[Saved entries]
* * * * * * *

//! IR Module
//!
//! Top-level container for a compiled module.

use super::function::IrFunction;
use super::instr::{ClassId, FunctionId, TypeAliasId};
use crate::parser::TypeId;
use rustc_hash::FxHashMap;

/// An IR module (compilation unit)
#[derive(Debug, Clone)]
pub struct IrModule {
    /// Module name
    pub name: String,
    /// Functions in this module
    pub functions: Vec<IrFunction>,
    /// Classes in this module
    pub classes: Vec<IrClass>,
    /// Type aliases in this module (struct-like types)
    pub type_aliases: Vec<IrTypeAlias>,
    /// Function lookup by name
    function_map: FxHashMap<String, FunctionId>,
    /// Class lookup by name
    class_map: FxHashMap<String, ClassId>,
    /// Type alias lookup by name
    type_alias_map: FxHashMap<String, TypeAliasId>,
}

impl IrModule {
    /// Create a new empty module
    pub fn new(name: impl Into<String>) -> Self {
        Self {
            name: name.into(),
            functions: Vec::new(),
            classes: Vec::new(),
            type_aliases: Vec::new(),
            function_map: FxHashMap::default(),
            class_map: FxHashMap::default(),
            type_alias_map: FxHashMap::default(),
        }
    }

    /// Add a function to the module
    pub fn add_function(&mut self, func: IrFunction) -> FunctionId {
        let id = FunctionId(self.functions.len() as u32);
        self.function_map.insert(func.name.clone(), id);
        self.functions.push(func);
        id
    }

    /// Add a class to the module
    pub fn add_class(&mut self, class: IrClass) -> ClassId {
        let id = ClassId(self.classes.len() as u32);
        self.class_map.insert(class.name.clone(), id);
        self.classes.push(class);
        id
    }

    /// Get a function by ID
    pub fn get_function(&self, id: FunctionId) -> Option<&IrFunction> {
        self.functions.get(id.0 as usize)
    }

    /// Get a function by ID mutably
    pub fn get_function_mut(&mut self, id: FunctionId) -> Option<&mut IrFunction> {
        self.functions.get_mut(id.0 as usize)
    }

    /// Get a function by name
    pub fn get_function_by_name(&self, name: &str) -> Option<&IrFunction> {
        self.function_map
            .get(name)
            .and_then(|&id| self.get_function(id))
    }

    /// Get a function ID by name
    pub fn get_function_id(&self, name: &str) -> Option<FunctionId> {
        self.function_map.get(name).copied()
    }

    /// Get a class by ID
    pub fn get_class(&self, id: ClassId) -> Option<&IrClass> {
        self.classes.get(id.0 as usize)
    }

    /// Get a class by ID mutably
    pub fn get_class_mut(&mut self, id: ClassId) -> Option<&mut IrClass> {
        self.classes.get_mut(id.0 as usize)
    }

    /// Get a class by name
    pub fn get_class_by_name(&self, name: &str) -> Option<&IrClass> {
        self.class_map
            .get(name)
            .and_then(|&id| self.get_class(id))
    }

    /// Get a class ID by name
    pub fn get_class_id(&self, name: &str) -> Option<ClassId> {
        self.class_map.get(name).copied()
    }

    /// Add a type alias to the module
    pub fn add_type_alias(&mut self, type_alias: IrTypeAlias) -> TypeAliasId {
        let id = TypeAliasId(self.type_aliases.len() as u32);
        self.type_alias_map.insert(type_alias.name.clone(), id);
        self.type_aliases.push(type_alias);
        id
    }

    /// Get a type alias by ID
    pub fn get_type_alias(&self, id: TypeAliasId) -> Option<&IrTypeAlias> {
        self.type_aliases.get(id.0 as usize)
    }

    /// Get a type alias by name
    pub fn get_type_alias_by_name(&self, name: &str) -> Option<&IrTypeAlias> {
        self.type_alias_map
            .get(name)
            .and_then(|&id| self.get_type_alias(id))
    }

    /// Get a type alias ID by name
    pub fn get_type_alias_id(&self, name: &str) -> Option<TypeAliasId> {
        self.type_alias_map.get(name).copied()
    }

    /// Get the number of functions
    pub fn function_count(&self) -> usize {
        self.functions.len()
    }

    /// Get the number of classes
    pub fn class_count(&self) -> usize {
        self.classes.len()
    }

    /// Get the number of type aliases
    pub fn type_alias_count(&self) -> usize {
        self.type_aliases.len()
    }

    /// Iterate over all functions
    pub fn functions(&self) -> impl Iterator<Item = &IrFunction> {
        self.functions.iter()
    }

    /// Iterate over all classes
    pub fn classes(&self) -> impl Iterator<Item = &IrClass> {
        self.classes.iter()
    }

    /// Validate the entire module
    pub fn validate(&self) -> Result<(), Vec<String>> {
        let mut errors = Vec::new();

        for (i, func) in self.functions.iter().enumerate() {
            if let Err(e) = func.validate() {
                errors.push(format!("Function '{}' ({}): {}", func.name, i, e));
            }
        }

        if errors.is_empty() {
            Ok(())
        } else {
            Err(errors)
        }
    }

    /// Get total instruction count across all functions
    pub fn total_instruction_count(&self) -> usize {
        self.functions.iter().map(|f| f.instruction_count()).sum()
    }
}

/// An IR class definition
#[derive(Debug, Clone)]
pub struct IrClass {
    /// Class name
    pub name: String,
    /// Fields in this class
    pub fields: Vec<IrField>,
    /// Method function IDs
    pub methods: Vec<FunctionId>,
    /// Constructor function ID (if any)
    pub constructor: Option<FunctionId>,
    /// Parent class ID (if any)
    pub parent: Option<ClassId>,
    /// Whether this class has //@@json annotation (enables JSON.decode<T>)
    pub json_serializable: bool,
}

impl IrClass {
    /// Create a new class
    pub fn new(name: impl Into<String>) -> Self {
        Self {
            name: name.into(),
            fields: Vec::new(),
            methods: Vec::new(),
            constructor: None,
            parent: None,
            json_serializable: false,
        }
    }

    /// Add a field to this class
    pub fn add_field(&mut self, field: IrField) -> u16 {
        let index = self.fields.len() as u16;
        self.fields.push(field);
        index
    }

    /// Add a method to this class
    pub fn add_method(&mut self, method_id: FunctionId) {
        self.methods.push(method_id);
    }

    /// Get a field by name
    pub fn get_field(&self, name: &str) -> Option<(u16, &IrField)> {
        self.fields
            .iter()
            .enumerate()
            .find(|(_, f)| f.name == name)
            .map(|(i, f)| (i as u16, f))
    }

    /// Get the number of fields
    pub fn field_count(&self) -> usize {
        self.fields.len()
    }
}

/// An IR field definition
#[derive(Debug, Clone)]
pub struct IrField {
    /// Field name
    pub name: String,
    /// Field type
    pub ty: TypeId,
    /// Field index in the object layout
    pub index: u16,
    /// Whether this field is readonly
    pub readonly: bool,
    /// JSON key name for this field (None = use field name, Some("-") would be skip but we use json_skip)
    pub json_name: Option<String>,
    /// Whether to skip this field in JSON serialization (//@@json -)
    pub json_skip: bool,
    /// Whether to omit this field if empty/zero (//@@json field,omitempty)
    pub json_omitempty: bool,
}

impl IrField {
    /// Create a new field
    pub fn new(name: impl Into<String>, ty: TypeId, index: u16) -> Self {
        Self {
            name: name.into(),
            ty,
            index,
            readonly: false,
            json_name: None,
            json_skip: false,
            json_omitempty: false,
        }
    }

    /// Create a readonly field
    pub fn readonly(name: impl Into<String>, ty: TypeId, index: u16) -> Self {
        Self {
            name: name.into(),
            ty,
            index,
            readonly: true,
            json_name: None,
            json_skip: false,
            json_omitempty: false,
        }
    }

    /// Set JSON mapping for this field
    pub fn with_json(mut self, json_name: Option<String>, skip: bool, omitempty: bool) -> Self {
        self.json_name = json_name;
        self.json_skip = skip;
        self.json_omitempty = omitempty;
        self
    }

    /// Get the JSON key name for this field
    /// Returns the json_name if set, otherwise uses the field name
    pub fn json_key(&self) -> Option<&str> {
        if self.json_skip {
            None
        } else {
            Some(self.json_name.as_deref().unwrap_or(&self.name))
        }
    }
}

/// An IR type alias definition (struct-like type)
///
/// Type aliases are automatically JSON decodable when they represent
/// object types (e.g., `type User = { name: string; age: number; }`).
/// Annotations on fields are optional and used for JSON key mapping.
#[derive(Debug, Clone)]
pub struct IrTypeAlias {
    /// Type alias name
    pub name: String,
    /// Fields in this type alias (for object types)
    pub fields: Vec<IrTypeAliasField>,
}

impl IrTypeAlias {
    /// Create a new type alias
    pub fn new(name: impl Into<String>) -> Self {
        Self {
            name: name.into(),
            fields: Vec::new(),
        }
    }

    /// Add a field to this type alias
    pub fn add_field(&mut self, field: IrTypeAliasField) {
        self.fields.push(field);
    }

    /// Get a field by name
    pub fn get_field(&self, name: &str) -> Option<&IrTypeAliasField> {
        self.fields.iter().find(|f| f.name == name)
    }

    /// Get the number of fields
    pub fn field_count(&self) -> usize {
        self.fields.len()
    }

    /// Check if this type alias is an object type (has fields)
    pub fn is_object_type(&self) -> bool {
        !self.fields.is_empty()
    }
}

/// A field in an IR type alias
#[derive(Debug, Clone)]
pub struct IrTypeAliasField {
    /// Field name
    pub name: String,
    /// Field type
    pub ty: TypeId,
    /// Whether this field is optional
    pub optional: bool,
    /// JSON key name for this field (None = use field name)
    pub json_name: Option<String>,
    /// Whether to skip this field in JSON serialization (//@@json -)
    pub json_skip: bool,
    /// Whether to omit this field if empty/zero (//@@json field,omitempty)
    pub json_omitempty: bool,
}

impl IrTypeAliasField {
    /// Create a new field
    pub fn new(name: impl Into<String>, ty: TypeId, optional: bool) -> Self {
        Self {
            name: name.into(),
            ty,
            optional,
            json_name: None,
            json_skip: false,
            json_omitempty: false,
        }
    }

    /// Set JSON mapping for this field
    pub fn with_json(mut self, json_name: Option<String>, skip: bool, omitempty: bool) -> Self {
        self.json_name = json_name;
        self.json_skip = skip;
        self.json_omitempty = omitempty;
        self
    }

    /// Get the JSON key name for this field
    /// Returns the json_name if set, otherwise uses the field name
    pub fn json_key(&self) -> Option<&str> {
        if self.json_skip {
            None
        } else {
            Some(self.json_name.as_deref().unwrap_or(&self.name))
        }
    }
}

* * * * * * *

**Work instructions**
If a line in the records contains the word "errors", copy it.

**Final answer**
        let mut errors = Vec::new();
                errors.push(format!("Function '{}' ({}): {}", func.name, i, e));
        if errors.is_empty() {
            Err(errors)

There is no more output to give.